A metal-free one-pot method is established for the synthesis of tetrasubstituted imidazoles from the reaction of arylmethylamines and 1,2-dicarbonyls/benzoin.
Introduction
The ever-growing influence of nitrogen heterocycles in pharmaceuticals has positioned these heterocycles in drug development and medicinal chemistry as key therapeutic agents.1–4 In particular, azole heterocycles have significant representation in different biological applications.5 Especially, five-membered imidazoles have a wide diversity of pharmaceutical importance.6–11 In addition, imidazole-based drug molecules such as apoptozole, eprosartan, losartan and olmesartan have attracted the attention of chemists for designing bioactive molecules (Fig. 1).12–15 Furthermore, imidazole heterocycles have demonstrated various biological activities such as antifungal,16 antitumor,17 analgesic,18 antibacterial,19 anthelmintic,20 anti-tuberculosis,21 and anti-inflammatory.22 Zeolite imidazole frameworks act as prominent materials and are exposed to potential applications such as host–guest chemistry, catalysis, luminescence, gas separation, gas sorption and magnetism.23,24 Moreover, they have anion and/or cation selectively functioning in different applications in asymmetric catalysis.25,26 In addition, these imidazoles have significant photophysical properties.27,28
Fig. 1. Imidazole containing drug molecules.
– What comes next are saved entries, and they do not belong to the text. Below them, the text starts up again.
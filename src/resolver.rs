// Opcode prefix lookup for one protocol version.

use std::collections::HashMap;
use std::sync::Arc;

use parking_lot::RwLock;
use tracing::{debug, warn};

use crate::template::{PacketTemplate, ProtocolVersion};

#[derive(Debug, Default)]
struct TrieNode {
    template: Option<Arc<PacketTemplate>>,
    children: HashMap<u8, TrieNode>,
}

impl TrieNode {
    fn insert(&mut self, template: Arc<PacketTemplate>) {
        let mut node = self;
        for &b in template.prefix() {
            node = node.children.entry(b).or_default();
        }
        node.template = Some(template);
    }
}

/// Maps the leading bytes of a packet to its template.
///
/// Built once from the definitions of a protocol version; the only mutation
/// afterwards is minting undefined templates for prefixes nothing covers.
#[derive(Debug)]
pub struct PrefixResolver {
    version: ProtocolVersion,
    root: TrieNode,
    templates: Vec<Arc<PacketTemplate>>,
    rejected: usize,
    discovered: RwLock<HashMap<Vec<u8>, Arc<PacketTemplate>>>,
}

impl PrefixResolver {
    /// Builds the lookup trie from the templates that apply to `version`.
    ///
    /// Templates are considered shortest prefix first. A prefix that extends an
    /// already accepted one is rejected, and when several templates share the
    /// exact same prefix none of them is kept.
    pub fn build<I>(version: ProtocolVersion, templates: I) -> Self
    where
        I: IntoIterator<Item = PacketTemplate>,
    {
        let mut candidates: Vec<PacketTemplate> = templates
            .into_iter()
            .filter(|t| {
                if t.prefix().is_empty() {
                    warn!(packet = %t.name(), "Ignoring template with empty prefix");
                    return false;
                }
                t.applies_to(version)
            })
            .collect();
        candidates.sort_by_key(|t| t.prefix().len());

        let mut accepted: Vec<Arc<PacketTemplate>> = Vec::new();
        let mut rejected = 0;
        let mut start = 0;
        while start < candidates.len() {
            let len = candidates[start].prefix().len();
            let end = candidates[start..]
                .iter()
                .position(|t| t.prefix().len() != len)
                .map_or(candidates.len(), |n| start + n);
            let group = &candidates[start..end];

            let mut occurrences: HashMap<&[u8], usize> = HashMap::new();
            for t in group {
                *occurrences.entry(t.prefix()).or_default() += 1;
            }

            let mut admitted = Vec::new();
            for t in group {
                if let Some(shorter) = accepted.iter().find(|a| t.prefix().starts_with(a.prefix())) {
                    warn!(
                        packet = %t,
                        shadowed_by = %shorter,
                        "Rejecting template: prefix already resolved by a shorter one"
                    );
                    rejected += 1;
                } else if occurrences[t.prefix()] > 1 {
                    warn!(packet = %t, "Rejecting template: prefix collides with another definition");
                    rejected += 1;
                } else {
                    admitted.push(Arc::new(t.clone()));
                }
            }
            accepted.extend(admitted);
            start = end;
        }

        let mut root = TrieNode::default();
        for t in &accepted {
            root.insert(Arc::clone(t));
        }
        debug!(
            version = %version,
            templates = accepted.len(),
            rejected,
            "Built prefix resolver"
        );

        Self {
            version,
            root,
            templates: accepted,
            rejected,
            discovered: RwLock::new(HashMap::new()),
        }
    }

    pub fn version(&self) -> ProtocolVersion {
        self.version
    }

    /// Templates accepted at build time.
    pub fn templates(&self) -> &[Arc<PacketTemplate>] {
        &self.templates
    }

    pub fn rejected(&self) -> usize {
        self.rejected
    }

    pub fn discovered(&self) -> usize {
        self.discovered.read().len()
    }

    /// Template for the packet starting with `bytes`.
    ///
    /// Returns `None` when `bytes` ends before a prefix is decided. When the
    /// walk leaves every known prefix, an undefined template for exactly the
    /// bytes walked so far is returned; the same instance is handed out for
    /// every later packet with that prefix.
    pub fn resolve(&self, bytes: &[u8]) -> Option<Arc<PacketTemplate>> {
        let mut node = &self.root;
        for (i, b) in bytes.iter().enumerate() {
            match node.children.get(b) {
                Some(child) => {
                    if let Some(template) = &child.template {
                        return Some(Arc::clone(template));
                    }
                    node = child;
                }
                None => return Some(self.discover(&bytes[..=i])),
            }
        }
        None
    }

    fn discover(&self, prefix: &[u8]) -> Arc<PacketTemplate> {
        if let Some(template) = self.discovered.read().get(prefix) {
            return Arc::clone(template);
        }
        let mut discovered = self.discovered.write();
        Arc::clone(discovered.entry(prefix.to_vec()).or_insert_with(|| {
            debug!(prefix = %hex::encode_upper(prefix), "Registered undefined packet");
            Arc::new(PacketTemplate::undefined(prefix))
        }))
    }
}

#[cfg(test)]
mod tests {
    use super::*;
    use crate::template::VersionRange;
    use proptest::prelude::*;
    use std::sync::Barrier;
    use std::thread;

    fn templates() -> Vec<PacketTemplate> {
        vec![
            PacketTemplate::new(vec![0x00], "Die", Vec::new()),
            PacketTemplate::new(vec![0xfe, 0x02, 0x00], "ExEventMatchUserInfo", Vec::new()),
            PacketTemplate::new(vec![0xfe, 0x01], "ExRegenMax", Vec::new()),
        ]
    }

    #[test]
    fn test_extended_and_single_byte_coexist() {
        let resolver = PrefixResolver::build(ProtocolVersion(1), templates());
        assert_eq!(resolver.rejected(), 0);
        assert_eq!(resolver.resolve(&[0x00, 1, 2]).unwrap().name(), "Die");
        assert_eq!(
            resolver.resolve(&[0xfe, 0x02, 0x00, 9, 9]).unwrap().name(),
            "ExEventMatchUserInfo"
        );
        assert!(resolver.resolve(&[0xfe, 0x02]).is_none());
        assert!(resolver.resolve(&[]).is_none());
    }

    #[test]
    fn test_unknown_prefix_is_identity_stable() {
        let resolver = PrefixResolver::build(ProtocolVersion(1), templates());
        let first = resolver.resolve(&[0xfe, 0x03, 0x10]).unwrap();
        assert!(!first.is_defined());
        assert_eq!(first.prefix(), &[0xfe, 0x03]);
        let again = resolver.resolve(&[0xfe, 0x03, 0x77, 0x01]).unwrap();
        assert!(Arc::ptr_eq(&first, &again));
        assert_eq!(resolver.discovered(), 1);

        let single = resolver.resolve(&[0x42]).unwrap();
        assert_eq!(single.name(), "Unknown_42");
    }

    #[test]
    fn test_concurrent_discovery_mints_one_template() {
        let resolver = Arc::new(PrefixResolver::build(ProtocolVersion(1), templates()));
        let barrier = Arc::new(Barrier::new(8));
        let found: Vec<Arc<PacketTemplate>> = (0..8u8)
            .map(|i| {
                let resolver = Arc::clone(&resolver);
                let barrier = Arc::clone(&barrier);
                thread::spawn(move || {
                    barrier.wait();
                    resolver.resolve(&[0xfe, 0x05, i]).unwrap()
                })
            })
            .collect::<Vec<_>>()
            .into_iter()
            .map(|t| t.join().unwrap())
            .collect();
        for template in &found[1..] {
            assert!(Arc::ptr_eq(&found[0], template));
        }
        assert_eq!(found[0].prefix(), &[0xfe, 0x05]);
        assert_eq!(resolver.discovered(), 1);
    }

    #[test]
    fn test_equal_prefixes_rejected() {
        let mut defs = templates();
        defs.push(PacketTemplate::new(vec![0xfe, 0x01], "ExRegenMaxDup", Vec::new()));
        defs.push(PacketTemplate::new(vec![0xfe, 0x01], "ExRegenMaxDup2", Vec::new()));
        let resolver = PrefixResolver::build(ProtocolVersion(1), defs);
        assert_eq!(resolver.rejected(), 3);
        let t = resolver.resolve(&[0xfe, 0x01, 0x00]).unwrap();
        assert!(!t.is_defined());
    }

    #[test]
    fn test_shadowed_prefix_rejected() {
        let mut defs = templates();
        defs.push(PacketTemplate::new(vec![0x00, 0x05], "DieExtended", Vec::new()));
        let resolver = PrefixResolver::build(ProtocolVersion(1), defs);
        assert_eq!(resolver.rejected(), 1);
        assert_eq!(resolver.resolve(&[0x00, 0x05]).unwrap().name(), "Die");
    }

    #[test]
    fn test_build_is_order_independent() {
        let mut defs = templates();
        defs.push(PacketTemplate::new(vec![0x00], "Revive", Vec::new()));
        let forward = PrefixResolver::build(ProtocolVersion(1), defs.clone());
        defs.reverse();
        let backward = PrefixResolver::build(ProtocolVersion(1), defs);
        for resolver in [forward, backward] {
            assert!(!resolver.resolve(&[0x00]).unwrap().is_defined());
        }
    }

    #[test]
    fn test_version_filter() {
        let defs = vec![PacketTemplate::new(vec![0x10], "NewPacket", Vec::new()).with_versions(VersionRange {
            min: Some(ProtocolVersion(200)),
            max: None,
        })];
        let old = PrefixResolver::build(ProtocolVersion(100), defs.clone());
        assert!(!old.resolve(&[0x10]).unwrap().is_defined());
        let new = PrefixResolver::build(ProtocolVersion(200), defs);
        assert_eq!(new.resolve(&[0x10]).unwrap().name(), "NewPacket");
    }

    proptest! {
        #[test]
        fn prop_resolves_unique_template(
            singles in prop::collection::btree_set(0u8..0xf0, 1..32),
            extended in prop::collection::btree_set((any::<u8>(), any::<u8>()), 0..32),
            body in prop::collection::vec(any::<u8>(), 0..16),
        ) {
            let mut defs: Vec<PacketTemplate> = singles
                .iter()
                .map(|&b| PacketTemplate::new(vec![b], format!("S{:02X}", b), Vec::new()))
                .collect();
            defs.extend(
                extended
                    .iter()
                    .map(|&(a, b)| PacketTemplate::new(vec![0xfe, a, b], format!("E{:02X}{:02X}", a, b), Vec::new())),
            );
            let resolver = PrefixResolver::build(ProtocolVersion(1), defs.clone());
            prop_assert_eq!(resolver.rejected(), 0);
            for def in &defs {
                let mut packet = def.prefix().to_vec();
                packet.extend_from_slice(&body);
                let resolved = resolver.resolve(&packet);
                prop_assert!(resolved.is_some());
                let resolved = resolved.unwrap();
                prop_assert!(resolved.is_defined());
                prop_assert_eq!(resolved.name(), def.name());
            }
        }
    }
}
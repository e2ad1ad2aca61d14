// Per-connection packet lifecycle: decipher, decode, let interceptors decide,
// forward, notify.
//
// A pipeline is owned by one connection and processes its packets strictly in
// arrival order. Interceptors run synchronously on the connection task, so
// they must not block.

use std::panic::{self, AssertUnwindSafe};
use std::sync::Arc;

use bytes::{Bytes, BytesMut};
use chrono::{DateTime, Utc};
use serde::{Deserialize, Serialize};
use serde_json::Value as JsonValue;
use tokio::sync::mpsc;
use tracing::{debug, error, info, trace, warn};

use crate::cipher::SessionCipher;
use crate::entity::ContextHandle;
use crate::enumerator::{DecodedPacket, Enumerator, ReadOptions};
use crate::packet::{hex_dump, Decision, EndpointType, Injection, Packet, PacketStage};
use crate::protocol::ProtocolResolvers;
use crate::registry::{InterpretEnv, MetaclassRegistry, SharedRegistry};
use crate::template::PacketTemplate;

/// Logic that inspects a decoded packet and may drop, replace or inject.
///
/// Errors and panics are contained: the packet proceeds as if this
/// interceptor had not touched it.
pub trait PacketInterceptor: Send + Sync {
    fn intercept(&self, packet: &mut Packet, ctx: &InterceptContext<'_>) -> anyhow::Result<()>;
}

/// Observer of final packet outcomes, real and injected alike.
pub trait PacketListener: Send + Sync {
    fn on_outcome(&self, outcome: &PacketOutcome);
}

/// What an interceptor can see besides the packet.
pub struct InterceptContext<'a> {
    pub template: &'a Arc<PacketTemplate>,
    /// Decoded with modifiers applied; interpretations are computed on demand.
    pub decoded: &'a DecodedPacket,
    pub registry: &'a MetaclassRegistry,
    pub env: InterpretEnv<'a>,
}

impl InterceptContext<'_> {
    pub fn interpret(&self, alias: &str, index: usize) -> Option<JsonValue> {
        self.decoded.interpret(alias, index, self.registry, &self.env)
    }
}

/// Final record of one packet passing through the pipeline.
#[derive(Debug, Clone)]
pub struct PacketOutcome {
    /// Peer that sent (or appears to have sent) the packet.
    pub endpoint: EndpointType,
    pub template: Option<Arc<PacketTemplate>>,
    /// Deciphered bytes as received; `None` for injected packets.
    pub received: Option<Bytes>,
    /// Plain bytes forwarded; `None` when dropped.
    pub sent: Option<Bytes>,
    pub arrived_at: DateTime<Utc>,
    pub replaced: bool,
    pub forwarded: bool,
}

impl PacketOutcome {
    pub fn is_injected(&self) -> bool {
        self.received.is_none()
    }
}

/// Server packet carrying the cipher seed, and the byte field it is read from.
#[derive(Debug, Clone, PartialEq, Eq, Serialize, Deserialize)]
pub struct KeyExchange {
    pub template: String,
    pub field: String,
}

/// Out-of-band injection into a running pipeline.
#[derive(Clone)]
pub struct InjectionQueue {
    sender: mpsc::UnboundedSender<Injection>,
}

impl InjectionQueue {
    /// Returns false once the connection is gone.
    pub fn inject(&self, injection: Injection) -> bool {
        self.sender.send(injection).is_ok()
    }
}

/// Enciphered bytes ready to be written to `to`.
#[derive(Debug, Clone, PartialEq, Eq)]
pub struct Forward {
    pub to: EndpointType,
    pub bytes: Bytes,
}

pub struct InterceptionPipeline {
    resolvers: ProtocolResolvers,
    registry: Arc<SharedRegistry>,
    entities: Option<ContextHandle>,
    interceptors: Vec<Arc<dyn PacketInterceptor>>,
    listeners: Vec<Arc<dyn PacketListener>>,
    cipher: SessionCipher,
    key_exchange: Option<KeyExchange>,
    injection_tx: mpsc::UnboundedSender<Injection>,
    injection_rx: mpsc::UnboundedReceiver<Injection>,
}

impl InterceptionPipeline {
    pub fn new(resolvers: ProtocolResolvers, registry: Arc<SharedRegistry>) -> Self {
        let (injection_tx, injection_rx) = mpsc::unbounded_channel();
        Self {
            resolvers,
            registry,
            entities: None,
            interceptors: Vec::new(),
            listeners: Vec::new(),
            cipher: SessionCipher::new(),
            key_exchange: None,
            injection_tx,
            injection_rx,
        }
    }

    pub fn with_entities(mut self, entities: ContextHandle) -> Self {
        self.entities = Some(entities);
        self
    }

    pub fn with_key_exchange(mut self, key_exchange: Option<KeyExchange>) -> Self {
        self.key_exchange = key_exchange;
        self
    }

    /// Interceptors run in registration order.
    pub fn add_interceptor(&mut self, interceptor: Arc<dyn PacketInterceptor>) {
        self.interceptors.push(interceptor);
    }

    pub fn add_listener(&mut self, listener: Arc<dyn PacketListener>) {
        self.listeners.push(listener);
    }

    pub fn injection_queue(&self) -> InjectionQueue {
        InjectionQueue {
            sender: self.injection_tx.clone(),
        }
    }

    pub fn cipher_enabled(&self) -> bool {
        self.cipher.is_enabled()
    }

    pub fn entities(&self) -> Option<&ContextHandle> {
        self.entities.as_ref()
    }

    /// Runs one wire packet from `from` through the pipeline and returns what
    /// must be written, in order.
    pub fn process(&mut self, from: EndpointType, wire: Bytes) -> Vec<Forward> {
        let mut body = BytesMut::from(&wire[..]);
        self.cipher.decipher_inbound(from, &mut body);
        let mut packet = Packet::new(from, body.freeze());

        let template = self.resolvers.for_sender(from).resolve(packet.original());
        let key_seed = match &template {
            Some(template) => self.decide(&mut packet, template),
            None => {
                debug!(endpoint = %from, dump = %hex_dump(packet.original()), "Packet too short to resolve");
                None
            }
        };
        packet.stage = if packet.outgoing().is_some() {
            PacketStage::Forwarding
        } else {
            PacketStage::Dropped
        };

        let mut forwards = Vec::new();
        let before = std::mem::take(&mut packet.before);
        let after = std::mem::take(&mut packet.after);
        for injection in before {
            self.emit_injection(injection, &mut forwards);
        }
        if let Some(outgoing) = packet.outgoing() {
            forwards.push(self.seal(from, outgoing));
            if let Some(seed) = key_seed {
                self.cipher.enable(&seed);
                info!("Key exchange observed, cipher enabled");
            }
        }

        // Listeners hear about the packet before anything injected after it.
        let outcome = PacketOutcome {
            endpoint: from,
            template,
            received: Some(packet.original().clone()),
            sent: packet.outgoing().cloned(),
            arrived_at: packet.arrived_at(),
            replaced: matches!(packet.decision(), Decision::Replace(_)),
            forwarded: packet.outgoing().is_some(),
        };
        self.notify(&outcome, None);
        packet.stage = PacketStage::Notified;

        for injection in after {
            self.emit_injection(injection, &mut forwards);
        }
        trace!(endpoint = %from, packet = ?packet, "Packet done");
        packet.stage = PacketStage::Done;
        forwards
    }

    /// Forwards a packet built by interception logic. It is not decoded or
    /// offered to interceptors.
    pub fn inject(&mut self, injection: Injection) -> Vec<Forward> {
        let mut forwards = Vec::new();
        self.emit_injection(injection, &mut forwards);
        forwards
    }

    /// Forwards everything queued through [`InjectionQueue`]s.
    pub fn drain_injections(&mut self) -> Vec<Forward> {
        let mut forwards = Vec::new();
        while let Ok(injection) = self.injection_rx.try_recv() {
            self.emit_injection(injection, &mut forwards);
        }
        forwards
    }

    /// Decodes the packet and runs the interceptors. Returns the cipher seed
    /// when this is the key exchange packet.
    fn decide(&self, packet: &mut Packet, template: &Arc<PacketTemplate>) -> Option<[u8; 8]> {
        packet.stage = PacketStage::Decoding;
        let registry = self.registry.snapshot();
        let mut env = InterpretEnv::new(self.resolvers.version());
        if let Some(entities) = &self.entities {
            env = env.with_entities(entities);
        }

        let enumerated = panic::catch_unwind(AssertUnwindSafe(|| {
            Enumerator::new(&registry, env)
                .with_options(ReadOptions::MODIFIED)
                .enumerate(template, packet.original())
        }));
        let decoded = match enumerated {
            Ok(Ok(decoded)) => decoded,
            Ok(Err(e)) => {
                warn!(
                    endpoint = %packet.endpoint(),
                    packet = %template,
                    error = %e,
                    dump = %hex_dump(packet.original()),
                    "Packet does not match its definition, forwarding unmodified"
                );
                return None;
            }
            Err(_) => {
                error!(
                    endpoint = %packet.endpoint(),
                    packet = %template,
                    dump = %hex_dump(packet.original()),
                    "Decoding panicked, forwarding unmodified"
                );
                return None;
            }
        };
        if decoded.trailing() > 0 && template.is_defined() {
            debug!(packet = %template, trailing = decoded.trailing(), "Definition left bytes unread");
        }

        packet.stage = PacketStage::AwaitingDecision;
        let ctx = InterceptContext {
            template,
            decoded: &decoded,
            registry: &registry,
            env,
        };
        for interceptor in &self.interceptors {
            let decision = packet.decision.clone();
            let (before, after) = (packet.before.len(), packet.after.len());
            let failure = match panic::catch_unwind(AssertUnwindSafe(|| interceptor.intercept(packet, &ctx))) {
                Ok(Ok(())) => None,
                Ok(Err(e)) => Some(format!("{:#}", e)),
                Err(_) => Some("interceptor panicked".to_string()),
            };
            if let Some(reason) = failure {
                warn!(
                    endpoint = %packet.endpoint(),
                    packet = %template,
                    error = %reason,
                    dump = %hex_dump(packet.original()),
                    "Interceptor failed, discarding its changes"
                );
                packet.decision = decision;
                packet.before.truncate(before);
                packet.after.truncate(after);
            }
        }

        self.key_seed(packet.endpoint(), template, &decoded)
    }

    fn key_seed(&self, from: EndpointType, template: &PacketTemplate, decoded: &DecodedPacket) -> Option<[u8; 8]> {
        let exchange = self.key_exchange.as_ref()?;
        if from != EndpointType::Server || self.cipher.is_enabled() || template.name() != exchange.template {
            return None;
        }
        match decoded.bytes(&exchange.field) {
            Some(key) if key.len() >= 8 => {
                let mut seed = [0u8; 8];
                seed.copy_from_slice(&key[..8]);
                Some(seed)
            }
            _ => {
                error!(packet = %template, field = %exchange.field, "Key exchange packet has no usable key");
                None
            }
        }
    }

    fn seal(&mut self, from: EndpointType, body: &Bytes) -> Forward {
        let mut bytes = BytesMut::from(&body[..]);
        self.cipher.encipher_outbound(from, &mut bytes);
        Forward {
            to: from.opposite(),
            bytes: bytes.freeze(),
        }
    }

    fn emit_injection(&mut self, injection: Injection, forwards: &mut Vec<Forward>) {
        let Injection { from, body, origin } = injection;
        forwards.push(self.seal(from, &body));
        let outcome = PacketOutcome {
            endpoint: from,
            template: self.resolvers.for_sender(from).resolve(&body),
            received: None,
            sent: Some(body),
            arrived_at: Utc::now(),
            replaced: false,
            forwarded: true,
        };
        self.notify(&outcome, origin.as_deref());
    }

    fn notify(&self, outcome: &PacketOutcome, origin: Option<&dyn PacketListener>) {
        let listeners = self.listeners.iter().map(|l| l.as_ref()).chain(origin);
        for listener in listeners {
            if panic::catch_unwind(AssertUnwindSafe(|| listener.on_outcome(outcome))).is_err() {
                error!(endpoint = %outcome.endpoint, "Packet listener panicked");
            }
        }
    }
}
The traditional method for the synthesis of imidazoles is carried out through condensation of carbonyl molecules with ammonium salts. Different substrates such as aldehydes, nitriles, imines, amides, isocyanides, amidines, amino acids and benzylamines are used for the synthesis of trisubstituted imidazoles.29–34 Unfortunately, there are limited reports on tetrasubstituted imidazole synthesis. In particular, aldehyde, benzil, amine and NH4OAc with acid catalysts were used for the synthesis of tetrasubstituted imidazole.35,36 Later, the condensation of amidine and α-halo ketones was developed for tetrasubstituted imidazole synthesis using IBX as a strong oxidant.37 Subsequently, Kevin Nguyen et al. demonstrated the synthesis of tetrasubstituted imidazoles from CF3CO2NH4 and N-(2-oxo)-amide substrates at higher temperatures of up to 150 °C for the reaction.38 Next, the sulphur-catalyzed cyclization reaction between ketones and aliphatic amines with a reaction time of up to 36 h was reported for tetrasubstituted imidazole synthesis.39 Moreover, there are some methods for the synthesis of polysubstituted imidazoles constructed from benzils/benzoins and arylmethylamines using catalysts such as Mo-ZnIn2S4 photocatalysts,40 NiCl2·6H2O/Ni(OAc)2·4H2O41 and Ag2CO3.42 Earlier, 2,4,5-trisubstituted and tetrasubstituted imidazole synthesis was achieved using CuI and FeCl3 catalysts.34,43,44 Biswadip Banerji et al. synthesized a series of tetrasubstituted imidazoles using excess K2CO3 (3.0 equiv.) as an additive and a I2 catalyst.45 As a result of a few shortcomings, such as the use of excess catalyst as well as the tedious process for catalyst design and product separation, the progress of a competent protocol is greatly providential for the synthesis of polysubstituted imidazoles.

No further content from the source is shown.